Highlighting the growing importance of genetic tests, government and private researchers made international news this week by announcing that they had completed a rough draft of the entire human genetic map, also known as the human genome.
Senate Republicans argued that they wanted to study the complexities of the issue before legislating controls that may be unnecessary. And Rep. Mike Enzi (R-Wyo.) said the Democratic bill would create an instant lawsuit "jackpot" for lawyers. The Senate has planned committee hearings on genetic discrimination and testing in July.
For their part, Senate Democrats said they would reoffer their amendment later this year.
Meanwhile, the health plan industry announced yesterday that over 710,000 Medicare beneficiaries will lose their HMO coverage next year. The American Association of Health Plans released a survey reporting that many key plans are withdrawing from the Medicare+Choice market next January.

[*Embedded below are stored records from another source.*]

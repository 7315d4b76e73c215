//! HTTP front end for the hash and stats stores.
//!
//! Thin glue: each handler turns a request into one actor call and maps the
//! reply onto a status code. No store state lives here.
//!
//! # Routes
//!
//! ```text
//! POST /hash        form `password`   → 201 + id | 400 (empty / closing)
//! GET  /hash/{id}                     → 200 + digest | 404 | 400
//! GET  /hash/                         → 400 (missing id)
//! GET  /stats                         → 200 {"total", "average"}
//! POST /shutdown                      → 200, starts draining
//! ```
//!
//! Latency of every `/hash` request (including rejected ones) is recorded
//! from a detached task once the response is ready.

use std::time::Instant;

use axum::{
  Form, Json, Router,
  extract::{Path, Request, State, rejection::FormRejection},
  http::StatusCode,
  middleware::{self, Next},
  response::{IntoResponse, Response},
  routing::{get, post},
};
use serde::{Deserialize, Serialize};
use tower_http::{
  classify::{ServerErrorsAsFailures, SharedClassifier},
  trace::{DefaultMakeSpan, DefaultOnResponse, TraceLayer},
};
use tracing::{Level, info, warn};

use crate::actor::{
  handle::{HashStoreHandle, SendError, StatsHandle},
  message::{HashId, Reservation, StatsSnapshot},
};

// ============================================================================
// State
// ============================================================================

/// Handles shared by every request
#[derive(Clone, Debug)]
pub struct AppState {
  pub hashes: HashStoreHandle,
  pub stats: StatsHandle,
}

impl AppState {
  pub fn new(hashes: HashStoreHandle, stats: StatsHandle) -> Self {
    Self { hashes, stats }
  }
}

/// Build the router with access logging and `/hash` latency tracking
pub fn router(state: AppState) -> Router {
  let hash_route = post(post_hash).layer(middleware::from_fn_with_state(state.clone(), record_latency));

  Router::new()
    .route("/hash", hash_route)
    .route("/hash/", get(missing_hash_id))
    .route("/hash/{id}", get(get_hash))
    .route("/stats", get(get_stats))
    .route("/shutdown", post(post_shutdown))
    .layer(access_log())
    .with_state(state)
}

/// One INFO span per request and one INFO line when its response is ready
fn access_log() -> TraceLayer<SharedClassifier<ServerErrorsAsFailures>> {
  TraceLayer::new_for_http()
    .make_span_with(DefaultMakeSpan::new().level(Level::INFO))
    .on_response(DefaultOnResponse::new().level(Level::INFO))
}

// ============================================================================
// Wire Types
// ============================================================================

#[derive(Debug, Default, Deserialize)]
struct HashForm {
  #[serde(default)]
  password: String,
}

/// Body of `GET /stats`; both fields are zero until a request is recorded
#[derive(Debug, Clone, Copy, Default, PartialEq, Eq, Serialize, Deserialize)]
pub struct StatsReport {
  /// Number of `/hash` requests served
  pub total: u64,
  /// Mean latency in microseconds
  pub average: u64,
}

impl From<StatsSnapshot> for StatsReport {
  fn from(snapshot: StatsSnapshot) -> Self {
    if snapshot.count == 0 {
      return Self::default();
    }
    Self {
      total: snapshot.count,
      average: snapshot.total_latency_micros / snapshot.count,
    }
  }
}

// ============================================================================
// Errors
// ============================================================================

/// Client-visible failures
#[derive(Debug, thiserror::Error)]
enum ApiError {
  #[error("Form variable password can not be empty")]
  EmptyPassword,
  #[error("Server Closing")]
  ServerClosing,
  #[error("Bad Request")]
  InvalidId,
  #[error("Bad Request")]
  MalformedForm,
  #[error("Not Found")]
  NotFound,
  #[error("Internal Server Error")]
  Unavailable(#[from] SendError),
}

impl IntoResponse for ApiError {
  fn into_response(self) -> Response {
    let status = match &self {
      Self::EmptyPassword | Self::ServerClosing | Self::InvalidId | Self::MalformedForm => StatusCode::BAD_REQUEST,
      Self::NotFound => StatusCode::NOT_FOUND,
      Self::Unavailable(e) => {
        warn!(error = %e, "Store unavailable");
        StatusCode::INTERNAL_SERVER_ERROR
      }
    };
    (status, self.to_string()).into_response()
  }
}

// ============================================================================
// Handlers
// ============================================================================

async fn post_hash(
  State(state): State<AppState>,
  form: Result<Form<HashForm>, FormRejection>,
) -> Result<impl IntoResponse, ApiError> {
  let form = match form {
    Ok(Form(form)) => form,
    // A body that is not a form carries no password at all
    Err(FormRejection::InvalidFormContentType(_)) => HashForm::default(),
    Err(e) => {
      warn!(error = %e, "Unable to parse POST /hash form");
      return Err(ApiError::MalformedForm);
    }
  };

  // Only reject blank input; surrounding spaces are part of the password.
  if form.password.trim().is_empty() {
    warn!("password value in POST body is empty");
    return Err(ApiError::EmptyPassword);
  }

  match state.hashes.reserve(form.password).await? {
    Reservation::Accepted(id) => Ok((StatusCode::CREATED, id.to_string())),
    Reservation::Rejected => {
      info!("Rejected POST /hash because the server is draining");
      Err(ApiError::ServerClosing)
    }
  }
}

async fn get_hash(State(state): State<AppState>, Path(raw_id): Path<String>) -> Result<String, ApiError> {
  let parsed: i64 = raw_id.parse().map_err(|e| {
    warn!(id = %raw_id, error = %e, "Unable to parse hash id");
    ApiError::InvalidId
  })?;

  // Well-formed but negative ids can never have been issued
  let Ok(id) = HashId::try_from(parsed) else {
    return Err(ApiError::NotFound);
  };

  state.hashes.retrieve(id).await?.ok_or(ApiError::NotFound)
}

async fn missing_hash_id() -> ApiError {
  warn!("GET /hash/ without an id");
  ApiError::InvalidId
}

async fn get_stats(State(state): State<AppState>) -> Result<Json<StatsReport>, ApiError> {
  let snapshot = state.stats.snapshot().await?;
  Ok(Json(StatsReport::from(snapshot)))
}

async fn post_shutdown(State(state): State<AppState>) -> Result<StatusCode, ApiError> {
  let phase = state.hashes.request_shutdown().await?;
  info!(phase = phase.as_str(), "Shutdown requested over HTTP");
  Ok(StatusCode::OK)
}

/// Time the wrapped route and hand the sample to the stats store
async fn record_latency(State(state): State<AppState>, request: Request, next: Next) -> Response {
  let started = Instant::now();
  let response = next.run(request).await;
  state.stats.record_detached(started.elapsed());
  response
}
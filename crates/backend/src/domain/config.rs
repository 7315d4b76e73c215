//! Configuration for hashvault.
//!
//! Config priority: explicit `--config` path > user (~/.config/hashvault/config.toml) > defaults

use std::{
  net::SocketAddr,
  path::{Path, PathBuf},
  time::Duration,
};

use serde::{Deserialize, Serialize};
use tracing::warn;

use crate::dirs;

// ============================================================================
// Errors
// ============================================================================

#[derive(Debug, thiserror::Error)]
pub enum ConfigError {
  #[error("Failed to read config {path:?}: {source}")]
  Io {
    path: PathBuf,
    #[source]
    source: std::io::Error,
  },
  #[error("Failed to parse config {path:?}: {source}")]
  Parse {
    path: PathBuf,
    #[source]
    source: toml::de::Error,
  },
  #[error("Failed to serialize config: {0}")]
  Serialize(#[from] toml::ser::Error),
  #[error("Invalid bind address {addr:?}: {source}")]
  InvalidBind {
    addr: String,
    #[source]
    source: std::net::AddrParseError,
  },
}

// ============================================================================
// Server Configuration
// ============================================================================

/// HTTP listener and store settings
#[derive(Debug, Clone, Serialize, Deserialize)]
#[serde(default)]
pub struct ServerConfig {
  /// Address the HTTP listener binds to
  /// Default: "127.0.0.1:3333"
  #[serde(default = "default_bind")]
  pub bind: String,

  /// Milliseconds between a reservation and its digest becoming visible (0 = immediate)
  /// Default: 5000
  #[serde(default = "default_hash_delay_ms")]
  pub hash_delay_ms: u64,

  /// Bounded mailbox size for each store actor
  /// Default: 100
  #[serde(default = "default_mailbox_capacity")]
  pub mailbox_capacity: usize,
}

fn default_bind() -> String {
  "127.0.0.1:3333".to_string()
}
fn default_hash_delay_ms() -> u64 {
  5000
}
fn default_mailbox_capacity() -> usize {
  100
}

impl Default for ServerConfig {
  fn default() -> Self {
    Self {
      bind: default_bind(),
      hash_delay_ms: default_hash_delay_ms(),
      mailbox_capacity: default_mailbox_capacity(),
    }
  }
}

impl ServerConfig {
  pub fn hash_delay(&self) -> Duration {
    Duration::from_millis(self.hash_delay_ms)
  }

  pub fn bind_addr(&self) -> Result<SocketAddr, ConfigError> {
    self.bind.parse().map_err(|source| ConfigError::InvalidBind {
      addr: self.bind.clone(),
      source,
    })
  }
}

// ============================================================================
// Daemon Configuration
// ============================================================================

/// Process-level settings (logging)
#[derive(Debug, Clone, Serialize, Deserialize)]
#[serde(default)]
pub struct DaemonConfig {
  /// Log level: "off", "error", "warn", "info", "debug", "trace"
  /// Default: "info"
  #[serde(default = "default_log_level")]
  pub log_level: String,

  /// Log file rotation: "daily", "hourly", "never"
  /// Default: "daily"
  #[serde(default = "default_log_rotation")]
  pub log_rotation: String,

  /// Write logs to a file in the data directory instead of the console
  /// Default: false
  pub log_to_file: bool,
}

fn default_log_level() -> String {
  "info".to_string()
}
fn default_log_rotation() -> String {
  "daily".to_string()
}

impl Default for DaemonConfig {
  fn default() -> Self {
    Self {
      log_level: default_log_level(),
      log_rotation: default_log_rotation(),
      log_to_file: false,
    }
  }
}

// ============================================================================
// Main Configuration
// ============================================================================

/// hashvault configuration
#[derive(Debug, Clone, Default, Serialize, Deserialize)]
#[serde(default)]
pub struct Config {
  /// HTTP listener and store settings
  #[serde(default)]
  pub server: ServerConfig,

  /// Process-level settings
  #[serde(default)]
  pub daemon: DaemonConfig,
}

impl Config {
  /// Load config from an explicit path, or the user config, or defaults.
  ///
  /// Errors only when an explicit path was given and cannot be used; a broken
  /// user config is reported and replaced by defaults.
  pub fn load(explicit: Option<&Path>) -> Result<Self, ConfigError> {
    if let Some(path) = explicit {
      return Self::from_path(path);
    }

    let user_config_path = Self::user_config_path();
    if !user_config_path.exists() {
      return Ok(Self::default());
    }

    match Self::from_path(&user_config_path) {
      Ok(config) => Ok(config),
      Err(e) => {
        warn!("Ignoring user config: {}", e);
        Ok(Self::default())
      }
    }
  }

  /// Parse a config file
  pub fn from_path(path: &Path) -> Result<Self, ConfigError> {
    let content = std::fs::read_to_string(path).map_err(|source| ConfigError::Io {
      path: path.to_path_buf(),
      source,
    })?;
    toml::from_str(&content).map_err(|source| ConfigError::Parse {
      path: path.to_path_buf(),
      source,
    })
  }

  /// Get the user-level config path
  pub fn user_config_path() -> PathBuf {
    dirs::default_config_dir().join("config.toml")
  }

  /// Render the effective configuration as TOML
  pub fn to_toml(&self) -> Result<String, ConfigError> {
    Ok(toml::to_string_pretty(self)?)
  }

  /// Generate a default config file as a string
  pub fn generate_template() -> String {
    let server = ServerConfig::default();
    let daemon = DaemonConfig::default();

    format!(
      r#"# hashvault Configuration
# Place in ~/.config/hashvault/config.toml or pass --config <path>

# ============================================================================
# Server
# ============================================================================

[server]
# Address the HTTP listener binds to
bind = "{bind}"

# Milliseconds to wait before a reservation's digest becomes retrievable.
# 0 computes the digest immediately (useful for testing).
hash_delay_ms = {hash_delay_ms}

# Bounded mailbox size for each store; producers wait when it is full
mailbox_capacity = {mailbox_capacity}

# ============================================================================
# Daemon
# ============================================================================

[daemon]
# Log level: off, error, warn, info, debug, trace (RUST_LOG overrides)
log_level = "{log_level}"

# Log file rotation when log_to_file is enabled: daily, hourly, never
log_rotation = "{log_rotation}"

# Write logs to the data directory instead of the console
log_to_file = {log_to_file}
"#,
      bind = server.bind,
      hash_delay_ms = server.hash_delay_ms,
      mailbox_capacity = server.mailbox_capacity,
      log_level = daemon.log_level,
      log_rotation = daemon.log_rotation,
      log_to_file = daemon.log_to_file,
    )
  }
}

Aetna U.S. Healthcare alone will leave 355,000 seniors stranded in 11 states, for example, while Humana will pull out of six states, affecting 84,000 beneficiaries.
About 6.5 million of about 38 million total Medicare beneficiaries chose managed care this year.
"The only good news in this story is that the original Medicare program is still there," said Joe Baker, executive vice president of the Medicare Rights Center, a patient advocacy group. "The [HMO] program is still viable in some areas," he said. But seniors should "keep their ear to the ground," he tells WebMD.
Health plans say that not only are they are not being paid enough by Medicare, but they also suffer under too many regulations.
The Health Care Financing Administration notes that plans receive a 2% minimum payment increase each year, even if overall Medicare spending is flat or declines.
The Medicare+Choice system was enacted into law in 1997 but has had a rocky history. Last year, 327,000 seniors lost their Medicare HMOs. In 1998, 407,000 were stranded from their plan. The high new number may set off alarm bells among Washington policymakers that the market is not working.